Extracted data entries
<<<<

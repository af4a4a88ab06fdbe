// src/extract.rs
//! Inline tag discovery: finds `[[tag name]]` markers in document text.

use regex::Regex;
use std::collections::BTreeSet;
use std::sync::LazyLock;

/// Non-greedy, so `[[a]][[b]]` matches twice instead of swallowing `]][[`.
const TAG_PATTERN: &str = r"\[\[.*?\]\]";

static TAG_RE: LazyLock<Regex> =
    LazyLock::new(|| Regex::new(TAG_PATTERN).unwrap_or_else(|_| panic!("Invalid Regex")));

/// Strips the `[[` / `]]` delimiters and surrounding whitespace.
/// `raw` must be a full match of [`TAG_PATTERN`], so it is at least 4 bytes.
fn clean_tag(raw: &str) -> &str {
    raw[2..raw.len() - 2].trim()
}

/// Extracts the deduplicated set of tag names from document text.
///
/// Names are case-sensitive and whitespace-trimmed; an empty name
/// (`[[ ]]`) is kept as the empty string. An unterminated `[[` never
/// matches. The `BTreeSet` gives callers a stable iteration order, but
/// the order carries no meaning.
#[must_use]
pub fn extract_tags(content: &str) -> BTreeSet<String> {
    TAG_RE
        .find_iter(content)
        .map(|m| clean_tag(m.as_str()).to_string())
        .collect()
}
// src/error.rs
use std::path::PathBuf;
use thiserror::Error;

#[derive(Debug, Error)]
pub enum TagGraphError {
    #[error("could not resolve working directory: {source}")]
    WorkingDir { source: std::io::Error },

    #[error("could not read source {path}: {source}")]
    SourceRead {
        source: std::io::Error,
        path: PathBuf,
    },

    #[error("could not write graph to {path}: {source}")]
    Render {
        source: std::io::Error,
        path: PathBuf,
    },
}

pub type Result<T> = std::result::Result<T, TagGraphError>;
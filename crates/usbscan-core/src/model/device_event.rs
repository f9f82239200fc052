/// Device-control events emitted by the agent when a peripheral's
/// connection state changes.
///
/// Sample payload for a connected removable drive:
///
/// ```json
/// {
///     "deviceClass": 8,
///     "deviceName": "SanDisk Cruzer Blade",
///     "eventId": "{96e5a854-abb7-11ec-ba75-000c29ad0249}",
///     "eventType": "connected",
///     "interface": "USB",
///     "productId": 21863,
///     "ruleId": "-1",
///     "serialId": "4C530110050104113372",
///     "timestamp": "2022-03-24T21:19:00.894+00:00",
///     "vendorId": 1921
/// }
/// ```
use chrono::{DateTime, FixedOffset};
use serde::de::DeserializeOwned;
use serde::{Deserialize, Deserializer};
use serde_json::Value;

/// Connection state change reported by the event.
#[derive(Debug, Clone, Copy, PartialEq, Eq, Deserialize)]
#[serde(rename_all = "lowercase")]
pub enum DeviceEventType {
    Connected,
    Disconnected,
    /// Any other value the agent may send (e.g. blocked, read-only).
    #[serde(other)]
    Other,
}

/// One device-control event.
///
/// Only `eventType` and `deviceClass` drive decisions, and only they can
/// reject a payload. `deviceName` is logged as whatever text it holds. The
/// identifying fields are `None` when missing or not of the expected shape.
#[derive(Debug, Clone, PartialEq, Deserialize)]
#[serde(rename_all = "camelCase")]
pub struct DeviceEvent {
    pub event_type: DeviceEventType,
    pub device_class: i64,
    #[serde(default, deserialize_with = "name_text")]
    pub device_name: String,
    #[serde(default, deserialize_with = "lenient")]
    pub event_id: Option<String>,
    #[serde(default, deserialize_with = "lenient")]
    pub interface: Option<String>,
    #[serde(default, deserialize_with = "lenient")]
    pub product_id: Option<i64>,
    #[serde(default, deserialize_with = "lenient")]
    pub rule_id: Option<String>,
    #[serde(default, deserialize_with = "lenient")]
    pub serial_id: Option<String>,
    #[serde(default, deserialize_with = "lenient")]
    pub timestamp: Option<DateTime<FixedOffset>>,
    #[serde(default, deserialize_with = "lenient")]
    pub vendor_id: Option<i64>,
}

/// Any JSON value; `None` unless it parses as `T`.
fn lenient<'de, D, T>(deserializer: D) -> Result<Option<T>, D::Error>
where
    D: Deserializer<'de>,
    T: DeserializeOwned,
{
    let value = Value::deserialize(deserializer)?;
    Ok(T::deserialize(value).ok())
}

/// Strings as-is, `null` as empty, anything else as its JSON text.
fn name_text<'de, D: Deserializer<'de>>(deserializer: D) -> Result<String, D::Error> {
    Ok(match Value::deserialize(deserializer)? {
        Value::String(name) => name,
        Value::Null => String::new(),
        other => other.to_string(),
    })
}

impl DeviceEvent {
    /// Parse a serialized event as delivered by `OnDeviceControlEvent`.
    pub fn from_json(payload: &str) -> crate::Result<Self> {
        Ok(serde_json::from_str(payload)?)
    }

    /// True for a newly connected device of the given USB class.
    pub fn is_connect_of_class(&self, class: i64) -> bool {
        self.event_type == DeviceEventType::Connected && self.device_class == class
    }
}
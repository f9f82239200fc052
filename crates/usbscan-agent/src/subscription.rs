/// Subscription to the agent's events and the message pump that delivers
/// them.
///
/// The agent's coclass names a default source dispinterface in its type
/// library. [`subscribe`] looks that interface up, learns which member IDs
/// mean `OnQuit` and `OnDeviceControlEvent`, and advises a sink that
/// answers to that interface on the matching connection point. Events only arrive while the subscribing
/// thread runs [`pump_messages`].
use crate::error::AgentError;
use usbscan_core::AgentEvents;

#[cfg(windows)]
use {
    crate::com::{create_object, with_type_attr, LOCALE_USER_DEFAULT},
    crate::sink::AgentEventSink,
    std::collections::HashMap,
    tracing::{debug, warn},
    usbscan_core::AgentEventKind,
    windows::core::{Interface, BSTR, GUID},
    windows::Win32::Foundation::HWND,
    windows::Win32::System::Com::{
        IConnectionPoint, IConnectionPointContainer, IDispatch, ITypeInfo, ITypeLib,
    },
    windows::Win32::System::Ole::{IProvideClassInfo, IMPLTYPEFLAG_FDEFAULT, IMPLTYPEFLAG_FSOURCE},
    windows::Win32::UI::WindowsAndMessaging::{DispatchMessageW, GetMessageW, TranslateMessage, MSG},
};

/// A live advise on the agent's event connection point. Dropping it
/// unadvises the sink.
pub struct Subscription {
    #[cfg(windows)]
    point: IConnectionPoint,
    #[cfg(windows)]
    cookie: u32,
    #[cfg(windows)]
    _agent: IDispatch,
}

#[cfg(windows)]
impl Drop for Subscription {
    fn drop(&mut self) {
        if let Err(e) = unsafe { self.point.Unadvise(self.cookie) } {
            warn!("usb_scan: unadvise failed: {e}");
        }
    }
}

/// Register `handler` for the events of the object registered under
/// `prog_id`.
#[cfg(windows)]
pub fn subscribe(prog_id: &str, handler: Box<dyn AgentEvents>) -> Result<Subscription, AgentError> {
    let (clsid, agent) = create_object(prog_id)?;

    let coclass = coclass_type_info(prog_id, &agent, &clsid)?;
    let source = default_source(prog_id, &coclass)?;
    let iid = with_type_attr(&source, |attr| attr.guid)?;
    let members = event_members(&source)?;

    for kind in [AgentEventKind::Quit, AgentEventKind::DeviceControl] {
        if !members.values().any(|k| *k == kind) {
            warn!("usb_scan: {prog_id} does not declare {}", kind.member_name());
        }
    }

    let container: IConnectionPointContainer = agent.cast()?;
    let point = unsafe { container.FindConnectionPoint(&iid) }?;
    let sink = AgentEventSink::create(handler, members, &iid);
    let cookie = unsafe { point.Advise(&sink) }?;
    debug!("usb_scan: subscribed to {prog_id} events {iid:?}");

    Ok(Subscription {
        point,
        cookie,
        _agent: agent,
    })
}

#[cfg(not(windows))]
pub fn subscribe(prog_id: &str, handler: Box<dyn AgentEvents>) -> Result<Subscription, AgentError> {
    let _ = (prog_id, handler);
    Err(AgentError::Unsupported)
}

/// Pump window messages on this thread until `WM_QUIT`. Agent events are
/// dispatched from here.
#[cfg(windows)]
pub fn pump_messages() -> Result<(), AgentError> {
    let mut msg = MSG::default();
    loop {
        let ret = unsafe { GetMessageW(&mut msg, HWND::default(), 0, 0) };
        match ret.0 {
            -1 => return Err(windows::core::Error::from_win32().into()),
            0 => return Ok(()),
            _ => unsafe {
                let _ = TranslateMessage(&msg);
                DispatchMessageW(&msg);
            },
        }
    }
}

#[cfg(not(windows))]
pub fn pump_messages() -> Result<(), AgentError> {
    Err(AgentError::Unsupported)
}

// ─── Type information ───────────────────────────────────────────────────────

/// Type information of the agent's coclass.
///
/// Prefers `IProvideClassInfo`; otherwise looks the CLSID up in the type
/// library that describes the object's dispatch interface.
#[cfg(windows)]
fn coclass_type_info(prog_id: &str, agent: &IDispatch, clsid: &GUID) -> Result<ITypeInfo, AgentError> {
    if let Ok(provider) = agent.cast::<IProvideClassInfo>() {
        if let Ok(info) = unsafe { provider.GetClassInfo() } {
            return Ok(info);
        }
    }

    let info = unsafe { agent.GetTypeInfo(0, LOCALE_USER_DEFAULT) }?;
    let mut library: Option<ITypeLib> = None;
    let mut index = 0u32;
    unsafe { info.GetContainingTypeLib(&mut library, &mut index) }?;
    let library = library.ok_or_else(|| AgentError::NoTypeLibrary(prog_id.to_string()))?;
    Ok(unsafe { library.GetTypeInfoOfGuid(clsid) }?)
}

/// The coclass's `[default, source]` interface.
#[cfg(windows)]
fn default_source(prog_id: &str, coclass: &ITypeInfo) -> Result<ITypeInfo, AgentError> {
    let wanted = IMPLTYPEFLAG_FDEFAULT.0 | IMPLTYPEFLAG_FSOURCE.0;
    let count = with_type_attr(coclass, |attr| attr.cImplTypes)?;

    for index in 0..count as u32 {
        let flags = unsafe { coclass.GetImplTypeFlags(index) }?;
        if flags.0 & wanted == wanted {
            let href = unsafe { coclass.GetRefTypeOfImplType(index) }?;
            return Ok(unsafe { coclass.GetRefTypeInfo(href) }?);
        }
    }

    Err(AgentError::NoSourceInterface(prog_id.to_string()))
}

/// Member IDs of the source interface's known events.
#[cfg(windows)]
fn event_members(source: &ITypeInfo) -> Result<HashMap<i32, AgentEventKind>, AgentError> {
    let count = with_type_attr(source, |attr| attr.cFuncs)?;
    let mut members = HashMap::new();

    for index in 0..count as u32 {
        let memid = unsafe {
            let desc = source.GetFuncDesc(index)?;
            let memid = (*desc).memid;
            source.ReleaseFuncDesc(desc);
            memid
        };

        let mut name = BSTR::new();
        unsafe {
            source.GetDocumentation(
                memid,
                Some(&mut name as *mut BSTR),
                None,
                std::ptr::null_mut(),
                None,
            )
        }?;

        if let Some(kind) = AgentEventKind::from_member_name(&name.to_string()) {
            members.insert(memid, kind);
        }
    }

    Ok(members)
}
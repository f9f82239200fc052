/// Drive enumeration using the Windows API.
///
/// Lists every logical drive root with its type classification.
#[cfg(windows)]
use windows::Win32::Storage::FileSystem::{GetDriveTypeW, GetLogicalDriveStringsW};

// Drive type constants from the Windows API.
const DRIVE_REMOVABLE_VAL: u32 = 2;
const DRIVE_FIXED_VAL: u32 = 3;
const DRIVE_REMOTE_VAL: u32 = 4;
const DRIVE_CDROM_VAL: u32 = 5;

/// A single logical drive.
#[derive(Debug, Clone, PartialEq, Eq)]
pub struct DriveInfo {
    /// Root path exactly as the OS reports it, e.g. "D:\".
    pub root: String,
    pub drive_type: DriveType,
}

impl DriveInfo {
    pub fn new(root: impl Into<String>, drive_type: DriveType) -> Self {
        Self {
            root: root.into(),
            drive_type,
        }
    }

    pub fn is_removable(&self) -> bool {
        self.drive_type == DriveType::Removable
    }
}

/// Drive type classification.
#[derive(Debug, Clone, Copy, PartialEq, Eq)]
pub enum DriveType {
    Fixed,
    Removable,
    Network,
    CdRom,
    Unknown,
}

impl DriveType {
    /// Map a raw `GetDriveTypeW` value.
    pub fn from_raw(raw: u32) -> Self {
        match raw {
            DRIVE_FIXED_VAL => Self::Fixed,
            DRIVE_REMOVABLE_VAL => Self::Removable,
            DRIVE_REMOTE_VAL => Self::Network,
            DRIVE_CDROM_VAL => Self::CdRom,
            _ => Self::Unknown,
        }
    }
}

/// Source of the current logical drive set.
pub trait DriveSource {
    fn drives(&self) -> Vec<DriveInfo>;
}

impl<D: DriveSource + ?Sized> DriveSource for &D {
    fn drives(&self) -> Vec<DriveInfo> {
        (**self).drives()
    }
}

/// The live drive set of this machine.
#[derive(Debug, Clone, Copy, Default)]
pub struct SystemDrives;

impl DriveSource for SystemDrives {
    fn drives(&self) -> Vec<DriveInfo> {
        enumerate_drives()
    }
}

/// Split the buffer filled by `GetLogicalDriveStringsW` into drive roots.
#[cfg_attr(not(windows), allow(dead_code))]
fn split_drive_strings(buffer: &[u16]) -> Vec<String> {
    String::from_utf16_lossy(buffer)
        .split('\0')
        .filter(|s| !s.is_empty())
        .map(str::to_owned)
        .collect()
}

/// Enumerate all logical drives on the system, network drives included.
///
/// Returns an empty vec if the Windows API call fails, and always off
/// Windows.
#[cfg(windows)]
pub fn enumerate_drives() -> Vec<DriveInfo> {
    // GetLogicalDriveStringsW returns null-separated drive root strings.
    let mut buffer = [0u16; 256];
    let len = unsafe { GetLogicalDriveStringsW(Some(&mut buffer)) };

    if len == 0 || len as usize > buffer.len() {
        tracing::warn!("GetLogicalDriveStringsW returned {len}");
        return Vec::new();
    }

    split_drive_strings(&buffer[..len as usize])
        .into_iter()
        .map(|root| {
            let root_wide: Vec<u16> = root.encode_utf16().chain(std::iter::once(0)).collect();
            let raw_type = unsafe { GetDriveTypeW(windows::core::PCWSTR(root_wide.as_ptr())) };
            DriveInfo::new(root, DriveType::from_raw(raw_type))
        })
        .collect()
}

#[cfg(not(windows))]
pub fn enumerate_drives() -> Vec<DriveInfo> {
    tracing::debug!("drive enumeration is only available on Windows");
    Vec::new()
}
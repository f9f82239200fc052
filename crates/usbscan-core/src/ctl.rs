/// Synchronous invocation of the agent's `SentinelCtl.exe` command line.
///
/// Each call blocks until the child exits; there is no timeout. Only the
/// exit code and standard output are captured. A non-zero exit is an error,
/// whatever the tool printed.
use crate::error::{Error, Result};
use std::path::{Path, PathBuf};
use std::process::{Command, Stdio};

/// Exit status and captured standard output of one child process.
#[derive(Debug, Clone, PartialEq, Eq)]
pub struct CommandOutput {
    /// `None` when the child was terminated without an exit code.
    pub code: Option<i32>,
    pub stdout: String,
}

impl CommandOutput {
    pub fn success(&self) -> bool {
        self.code == Some(0)
    }
}

/// Runs an external program to completion.
pub trait CommandRunner {
    fn run(&self, program: &Path, args: &[&str]) -> Result<CommandOutput>;
}

impl<R: CommandRunner + ?Sized> CommandRunner for &R {
    fn run(&self, program: &Path, args: &[&str]) -> Result<CommandOutput> {
        (**self).run(program, args)
    }
}

/// Runs programs as real child processes.
#[derive(Debug, Clone, Copy, Default)]
pub struct SystemRunner;

impl CommandRunner for SystemRunner {
    fn run(&self, program: &Path, args: &[&str]) -> Result<CommandOutput> {
        let output = Command::new(program)
            .args(args)
            .stdin(Stdio::null())
            .stderr(Stdio::inherit())
            .output()
            .map_err(|source| Error::Spawn {
                program: program.to_path_buf(),
                args: args.join(" "),
                source,
            })?;

        Ok(CommandOutput {
            code: output.status.code(),
            stdout: String::from_utf8_lossy(&output.stdout).into_owned(),
        })
    }
}

/// The scanner command line at a resolved path.
#[derive(Debug, Clone)]
pub struct SentinelCtl<R> {
    path: PathBuf,
    runner: R,
    in_progress_prefix: String,
}

impl<R: CommandRunner> SentinelCtl<R> {
    pub fn new(path: PathBuf, runner: R, in_progress_prefix: impl Into<String>) -> Self {
        Self {
            path,
            runner,
            in_progress_prefix: in_progress_prefix.into(),
        }
    }

    /// `is_scan_in_progress`: true when the reply starts with the
    /// in-progress literal. Anything else, including an empty reply, means
    /// idle.
    pub fn is_scan_in_progress(&self) -> Result<bool> {
        let stdout = self.checked(&["is_scan_in_progress"])?;
        Ok(stdout.starts_with(&self.in_progress_prefix))
    }

    /// `abort_scan`: returns the raw reply. The reply is not interpreted.
    pub fn abort_scan(&self) -> Result<String> {
        self.checked(&["abort_scan"])
    }

    /// `scan_folder -i <root>`: returns the raw reply.
    pub fn scan_folder(&self, root: &str) -> Result<String> {
        self.checked(&["scan_folder", "-i", root])
    }

    fn checked(&self, args: &[&str]) -> Result<String> {
        let output = self.runner.run(&self.path, args)?;
        if !output.success() {
            return Err(Error::CommandFailed {
                program: self.path.clone(),
                args: args.join(" "),
                code: output.code,
                stdout: output.stdout,
            });
        }
        Ok(output.stdout)
    }
}
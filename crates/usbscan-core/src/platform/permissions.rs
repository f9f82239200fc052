/// Elevation check for Windows.
///
/// Creating the agent's helper object needs administrator rights; the
/// result is logged at startup so a fallback to the UI-process lookup
/// can be explained.
#[cfg(windows)]
use windows::Win32::Foundation::{CloseHandle, HANDLE};
#[cfg(windows)]
use windows::Win32::Security::{GetTokenInformation, TokenElevation, TOKEN_ELEVATION, TOKEN_QUERY};
#[cfg(windows)]
use windows::Win32::System::Threading::{GetCurrentProcess, OpenProcessToken};

/// Check whether the current process token is elevated.
#[cfg(windows)]
pub fn is_elevated() -> bool {
    let mut token = HANDLE::default();
    if unsafe { OpenProcessToken(GetCurrentProcess(), TOKEN_QUERY, &mut token) }.is_err() {
        return false;
    }

    let mut elevation = TOKEN_ELEVATION::default();
    let mut return_length = 0u32;
    let queried = unsafe {
        GetTokenInformation(
            token,
            TokenElevation,
            Some(&mut elevation as *mut _ as *mut _),
            std::mem::size_of::<TOKEN_ELEVATION>() as u32,
            &mut return_length,
        )
    };

    unsafe {
        let _ = CloseHandle(token);
    }

    queried.is_ok() && elevation.TokenIsElevated != 0
}

#[cfg(not(windows))]
pub fn is_elevated() -> bool {
    false
}
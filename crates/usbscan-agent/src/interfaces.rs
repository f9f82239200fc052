//! Interface identities the event sink answers to.
//!
//! A connection point checks a new sink by asking it for the source
//! dispinterface before accepting the advise, so the sink has to claim that
//! IID as well as `IUnknown` and `IDispatch`. The source IID is only known
//! once the agent's type information has been read. IIDs are held as their
//! `u128` form so the check does not depend on the COM bindings.
#![cfg_attr(not(windows), allow(dead_code))]

/// `{00000000-0000-0000-C000-000000000046}`
pub(crate) const IID_IUNKNOWN: u128 = 0x00000000_0000_0000_c000_000000000046;
/// `{00020400-0000-0000-C000-000000000046}`
pub(crate) const IID_IDISPATCH: u128 = 0x00020400_0000_0000_c000_000000000046;

#[derive(Debug, Clone, Copy, PartialEq, Eq)]
pub(crate) struct SinkInterfaces {
    source: u128,
}

impl SinkInterfaces {
    pub(crate) fn new(source: u128) -> Self {
        Self { source }
    }

    /// True if `QueryInterface` for `iid` should hand out the sink.
    pub(crate) fn answers(&self, iid: u128) -> bool {
        iid == IID_IUNKNOWN || iid == IID_IDISPATCH || iid == self.source
    }
}
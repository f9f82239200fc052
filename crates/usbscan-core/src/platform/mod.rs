/// Platform-specific functionality — Windows drive enumeration,
/// process listing, and elevation checks.
///
/// Every query compiles on all targets; off Windows they report nothing
/// (no drives, no processes, not elevated).

pub mod drives;
pub mod permissions;
pub mod processes;

pub use drives::{enumerate_drives, DriveInfo, DriveSource, DriveType, SystemDrives};
pub use permissions::is_elevated;
pub use processes::{image_paths_named, ProcessImage, ProcessSource, SystemProcesses};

>>>>

◆ **YOUR OBJECTIVE**
Search the records line by line for the word "memid" and copy every line where it appears.

◆ **TASK SOLUTION**
        let memid = unsafe {
            let memid = (*desc).memid;
            memid
                memid,
            members.insert(memid, kind);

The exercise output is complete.